4. “Develop an authoritative water accounting system.” PPIC recognizes the 2015 changes in the law but suggests others such as having key state agencies develop a common water accounting framework. This makes great sense.

PPIC makes other recommendations regarding environmental needs of river systems, and removing barriers to water trading, among others. But I have chosen to focus on the suggestions relating to the water rights system.

I hope that the current drought (which is not yet over) is the wake-up call that the 1977 drought was not. Some Congressmen from the San Joaquin Valley apparently believe that just reducing environmental protections in the Delta will get people all the water they need without tinkering with our flawed water rights system. I disagree with this approach. And Governor Brown in his State of the State address commented “Pitting fish against farmer misses the point and grossly distorts reality.”

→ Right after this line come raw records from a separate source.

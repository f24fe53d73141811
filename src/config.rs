use crate::error::FeedError;

/// The command a motion controller issues to traverse a curve.
///
/// Velocities are in curve length units per second. A `v_cruise` of zero
/// means "unset" and resolves to `v_max` when the profile is built.
#[derive(Clone, Copy, Debug, PartialEq)]
#[cfg_attr(feature = "serde", derive(serde::Serialize, serde::Deserialize))]
#[cfg_attr(feature = "serde", serde(default))]
pub struct FeedConfig {
    /// Maximum velocity.
    pub v_max: f64,

    /// Time to accelerate from rest to `v_max` (seconds).
    pub tv_max: f64,

    /// Velocity when entering the curve.
    pub v_in: f64,

    /// Target cruise velocity, 0 for `v_max`.
    pub v_cruise: f64,

    /// Velocity when leaving the curve.
    pub v_out: f64,

    /// Newton-Raphson stop tolerance on the parameter step.
    pub epsilon: f64,

    /// Newton-Raphson iteration cap.
    pub iterations: u16,
}

impl Default for FeedConfig {
    fn default() -> Self {
        Self {
            v_max: 200.0,
            tv_max: 0.1,
            v_in: 0.0,
            v_cruise: 0.0,
            v_out: 0.0,
            epsilon: 1e-7,
            iterations: 10,
        }
    }
}

impl FeedConfig {
    /// Creates a config from rest to rest, cruising at `v_max`.
    pub fn new(v_max: f64, tv_max: f64) -> Self {
        Self {
            v_max,
            tv_max,
            ..Self::default()
        }
    }

    /// Sets entry, cruise and exit velocities.
    pub fn with_velocities(mut self, v_in: f64, v_cruise: f64, v_out: f64) -> Self {
        self.v_in = v_in;
        self.v_cruise = v_cruise;
        self.v_out = v_out;
        self
    }

    pub fn with_entry(mut self, v_in: f64) -> Self {
        self.v_in = v_in;
        self
    }

    pub fn with_cruise(mut self, v_cruise: f64) -> Self {
        self.v_cruise = v_cruise;
        self
    }

    pub fn with_exit(mut self, v_out: f64) -> Self {
        self.v_out = v_out;
        self
    }

    /// Overrides the Newton-Raphson tolerance and iteration cap.
    pub fn with_solver(mut self, epsilon: f64, iterations: u16) -> Self {
        self.epsilon = epsilon;
        self.iterations = iterations;
        self
    }

    /// Cruise velocity with the "unset" zero resolved to `v_max`.
    pub fn resolved_cruise(&self) -> f64 {
        if self.v_cruise == 0.0 {
            self.v_max
        } else {
            self.v_cruise
        }
    }

    /// Checks the limits and that every velocity lies in `[0, v_max]`.
    pub fn validate(&self) -> Result<(), FeedError> {
        if !(self.v_max.is_finite() && self.v_max > 0.0) {
            return Err(FeedError::InvalidMaxVelocity(self.v_max));
        }
        if !(self.tv_max.is_finite() && self.tv_max > 0.0) {
            return Err(FeedError::InvalidRampTime(self.tv_max));
        }
        for (name, value) in [
            ("entry", self.v_in),
            ("cruise", self.v_cruise),
            ("exit", self.v_out),
        ] {
            if !(0.0..=self.v_max).contains(&value) {
                return Err(FeedError::VelocityOutOfRange {
                    name,
                    value,
                    v_max: self.v_max,
                });
            }
        }
        if self.iterations == 0 || !(self.epsilon > 0.0) {
            return Err(FeedError::InvalidSolver);
        }
        Ok(())
    }
}
//! Coefficient storage for curves.
//!
//! A curve keeps its roots, offsets and per-segment control data in
//! sequences whose backing is chosen by a [`Storage`] type parameter:
//! [`Heap`] grows on demand, [`Bounded`] uses a fixed-size array and
//! refuses to grow past its capacity.

use core::fmt;
use core::ops::Deref;

use crate::error::StorageError;

/// An append-only sequence of `Copy` values.
pub trait Sequence<T>: Deref<Target = [T]> + fmt::Debug {
    /// Creates an empty sequence.
    fn empty() -> Self;

    /// Appends a value, failing when the sequence is at capacity.
    fn push(&mut self, value: T) -> Result<(), StorageError>;

    /// Maximum number of elements, `None` when unbounded.
    fn capacity_limit() -> Option<usize>;

    /// Builds a sequence from a slice.
    fn from_slice(values: &[T]) -> Result<Self, StorageError>
    where
        Self: Sized,
        T: Copy,
    {
        let mut seq = Self::empty();
        for &value in values {
            seq.push(value)?;
        }
        Ok(seq)
    }
}

/// Selects the sequence type a curve stores its data in.
pub trait Storage {
    type Seq<T: Default + Copy + fmt::Debug>: Sequence<T>;
}

/// Growable heap storage backed by `Vec`.
#[derive(Default, Clone, Copy, Debug, PartialEq, Eq)]
pub struct Heap;

/// Fixed-capacity storage holding at most `N` elements per sequence.
#[derive(Default, Clone, Copy, Debug, PartialEq, Eq)]
pub struct Bounded<const N: usize>;

/// Storage for memory-constrained targets: three roots, i.e. a two-segment curve.
pub type Embedded = Bounded<3>;

impl Storage for Heap {
    type Seq<T: Default + Copy + fmt::Debug> = Vec<T>;
}

impl<const N: usize> Storage for Bounded<N> {
    type Seq<T: Default + Copy + fmt::Debug> = FixedBuffer<T, N>;
}

impl<T: fmt::Debug> Sequence<T> for Vec<T> {
    fn empty() -> Self {
        Vec::new()
    }

    fn push(&mut self, value: T) -> Result<(), StorageError> {
        Vec::push(self, value);
        Ok(())
    }

    fn capacity_limit() -> Option<usize> {
        None
    }
}

/// An append-only buffer over a fixed-size array.
#[derive(Clone, Copy)]
pub struct FixedBuffer<T, const N: usize> {
    buffer: [T; N],
    len: usize,
}

impl<T, const N: usize> FixedBuffer<T, N>
where
    T: Default + Copy,
{
    /// Creates an empty buffer with default-filled slots.
    pub fn new() -> Self {
        Self {
            buffer: [T::default(); N],
            len: 0,
        }
    }

    /// Checks if the buffer is full.
    pub fn is_full(&self) -> bool {
        self.len == N
    }
}

impl<T: Default + Copy, const N: usize> Default for FixedBuffer<T, N> {
    fn default() -> Self {
        Self::new()
    }
}

impl<T, const N: usize> Deref for FixedBuffer<T, N> {
    type Target = [T];

    fn deref(&self) -> &[T] {
        &self.buffer[..self.len]
    }
}

impl<T: fmt::Debug, const N: usize> fmt::Debug for FixedBuffer<T, N> {
    fn fmt(&self, f: &mut fmt::Formatter<'_>) -> fmt::Result {
        f.debug_list().entries(&self.buffer[..self.len]).finish()
    }
}

impl<T, const N: usize> Sequence<T> for FixedBuffer<T, N>
where
    T: Default + Copy + fmt::Debug,
{
    fn empty() -> Self {
        Self::new()
    }

    fn push(&mut self, value: T) -> Result<(), StorageError> {
        if self.is_full() {
            return Err(StorageError::CapacityExceeded { capacity: N });
        }
        self.buffer[self.len] = value;
        self.len += 1;
        Ok(())
    }

    fn capacity_limit() -> Option<usize> {
        Some(N)
    }
}

#[cfg(test)]
mod tests {
    use super::*;

    #[test]
    fn fixed_buffer_appends_in_order() {
        let mut buf: FixedBuffer<i32, 3> = FixedBuffer::new();
        assert!(buf.is_empty());
        buf.push(1).unwrap();
        buf.push(2).unwrap();
        assert_eq!(&*buf, &[1, 2]);
        assert!(!buf.is_full());
        buf.push(3).unwrap();
        assert!(buf.is_full());
        assert_eq!(buf.len(), 3);
        assert_eq!(buf[2], 3);
    }

    #[test]
    fn fixed_buffer_overflow_fails_loudly() {
        let mut buf: FixedBuffer<i32, 2> = FixedBuffer::new();
        buf.push(1).unwrap();
        buf.push(2).unwrap();
        assert_eq!(buf.push(3), Err(StorageError::CapacityExceeded { capacity: 2 }));
        // contents are untouched by the rejected push
        assert_eq!(&*buf, &[1, 2]);
    }

    #[test]
    fn from_slice_respects_capacity() {
        assert!(<FixedBuffer<u8, 3> as Sequence<u8>>::from_slice(&[1, 2, 3]).is_ok());
        assert!(<FixedBuffer<u8, 3> as Sequence<u8>>::from_slice(&[1, 2, 3, 4]).is_err());
        let v = <Vec<u8> as Sequence<u8>>::from_slice(&[1, 2, 3, 4]).unwrap();
        assert_eq!(v, vec![1, 2, 3, 4]);
    }

    #[test]
    fn capacity_limits() {
        assert_eq!(<Vec<f64> as Sequence<f64>>::capacity_limit(), None);
        assert_eq!(<FixedBuffer<f64, 3> as Sequence<f64>>::capacity_limit(), Some(3));
    }
}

Before the endangered species act was enacted by Congress, the water board had already set Delta water quality standards for the state and federal water projects. (Decision 1379, 1971). State law protections are still there.

I was an optimist when I joined the water board in 1969 and thought the water rights world could be reformed and made more coherent. Over the years, I have been frustrated by the fact change has come so slowly, but there are far more individuals and organizations dedicated today to making the system work better. This Symposium is a good example. The bright water and environmental lawyers of the future in this room give me great reason to believe things will indeed be better.


1 “Even in drought, CA water rights politically toxic,” The Desert Sun, September 30, 2015

2 University of California Press, 1999, p. 271-274

3 San Francisco Chronicle, January 20, 2016, p. A11

4 Public Policy Institute of California, Allocating California’s Water — Directions for Reform, November 2015.